Category Archives: Uncategorized

Hortonworks Keen on Cascading-Tez Combo

Apr 21, 2014
Alex Woodie

In the future, it will be easier to build big data applications, and they’ll run faster and utilize more real-time data than today’s apps, too. Two vendors working to make that future a reality, Hortonworks and Concurrent, today announced they’ll work together to build and assemble the next generation of Hadoop apps running on YARN, Tez, and Apache Spark.

Hortonworks and Concurrent have been partners for some time. As one of the central Hadoop players, Hortonworks is well aware of Concurrent and its open-source Cascading development framework, which abstracts away the difficult part of writing MapReduce applications with an easy-to-use Java API and library.

Cascading is one of the success stories of first-gen Hadoop apps. Concurrent boasts more than 6,000 commercial deployments of its Cascading framework, and says customers like Nokia, Kohl’s, and Twitter are using it to simplify development of MapReduce apps on Hadoop. The product is being downloaded about 130,000 times per month, putting it on the cusp of big data rock star status.

With the upcoming launch of Cascading 3.0 in June, Concurrent will add support for Tez and Apache Spark, giving customers powerful new options for developing Hadoop applications beyond the MapReduce paradigm. Hortonworks, which already supports Tez with its Hadoop distribution HDP 2.1 and is currently offering a tech preview of Spark, likes where Cascading is headed and wanted to get ahead of customer demands, according to John Kreisa, vice president of corporate strategy for Hortonworks.

“Given the clear adoption patterns we’re seeing with Hadoop around building various data centric apps and the desire to put those apps into production, it made sense to deepen the relationship [with Concurrent],” Kreisa tells Datanami. “We know our customers want to develop apps.

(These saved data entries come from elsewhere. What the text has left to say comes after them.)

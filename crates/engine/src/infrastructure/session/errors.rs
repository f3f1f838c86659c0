//! Session error types

/// Error types for session operations.
///
/// `Display` is the exact text sent to the client in an `error` message.
#[derive(Debug, Clone, PartialEq, Eq, thiserror::Error)]
pub enum SessionError {
    #[error("Not your turn")]
    NotYourTurn,

    #[error("Invalid move")]
    IllegalAction,

    #[error("Game not started")]
    NotActive,

    #[error("Spectators cannot make moves")]
    ObserverAction,

    #[error("Game not found")]
    NotFound,

    #[error("Game is full")]
    Full,

    #[error("Already in a game")]
    AlreadyAttached,

    #[error("Game has ended")]
    Ended,

    #[error("Spectator must provide a game ID")]
    ObserverRequiresSession,

    #[error("No active game to end")]
    NoActiveSession,

    /// Recipient's transport is gone
    #[error("Connection closed")]
    MailboxClosed,
}
//! Standard chess, validated by shakmaty.

use shakmaty::fen::Fen;
use shakmaty::uci::UciMove;
use shakmaty::{Chess, Color, EnPassantMode, Position as _};

use super::{Position, RulesEngine};
use crate::error::RulesError;
use crate::types::{Action, Outcome, Side};

/// Chess rules engine. White is side A, black is side B.
#[derive(Debug, Clone, Copy, Default)]
pub struct ChessRules;

impl ChessRules {
    pub fn new() -> Self {
        Self
    }
}

impl RulesEngine for ChessRules {
    fn name(&self) -> &'static str {
        "chess"
    }

    fn new_position(&self) -> Box<dyn Position> {
        Box::new(ChessPosition(Chess::default()))
    }
}

#[derive(Debug, Clone)]
struct ChessPosition(Chess);

fn side_of(color: Color) -> Side {
    match color {
        Color::White => Side::A,
        Color::Black => Side::B,
    }
}

impl Position for ChessPosition {
    fn turn(&self) -> Side {
        side_of(self.0.turn())
    }

    fn apply_action(&self, action: &Action) -> Result<Box<dyn Position>, RulesError> {
        if self.classify_outcome().is_terminal() {
            return Err(RulesError::AlreadyDecided);
        }

        let notation = action.to_string().to_ascii_lowercase();
        let uci: UciMove = notation
            .parse()
            .map_err(|_| RulesError::malformed(notation.clone()))?;
        let chess_move = uci
            .to_move(&self.0)
            .map_err(|_| RulesError::illegal(notation))?;

        let mut next = self.0.clone();
        next.play_unchecked(&chess_move);
        Ok(Box::new(ChessPosition(next)))
    }

    fn classify_outcome(&self) -> Outcome {
        match self.0.outcome() {
            None => Outcome::None,
            Some(shakmaty::Outcome::Decisive { winner }) => Outcome::win_for(side_of(winner)),
            Some(shakmaty::Outcome::Draw) => Outcome::Draw,
        }
    }

    fn notation(&self) -> String {
        Fen::from_position(self.0.clone(), EnPassantMode::Legal).to_string()
    }
}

We know Cascading is popular–we see it in our user base. So it just made sense for us to take this next step and include it directly in the platform to accelerate the adoption of Hadoop.”

Previously, the two companies worked together to certify the integration and testing of HDP and Cascading, but it was up to customers to obtain the Cascading code and ensure that it worked. Under the expanded pact, Hortonworks will distribute the Cascading software development kit (SDK) as part of HDP and provide level one and level two technical support for customers; Concurrent will provide level three support.

In early June, Hortonworks will include support for the forthcoming release of Cascading 3.0 as a tech preview in the HDP sandbox environment. It will become generally available (GA) in late summer or early fall, says Tim Hall, vice president of product management for Hortonworks.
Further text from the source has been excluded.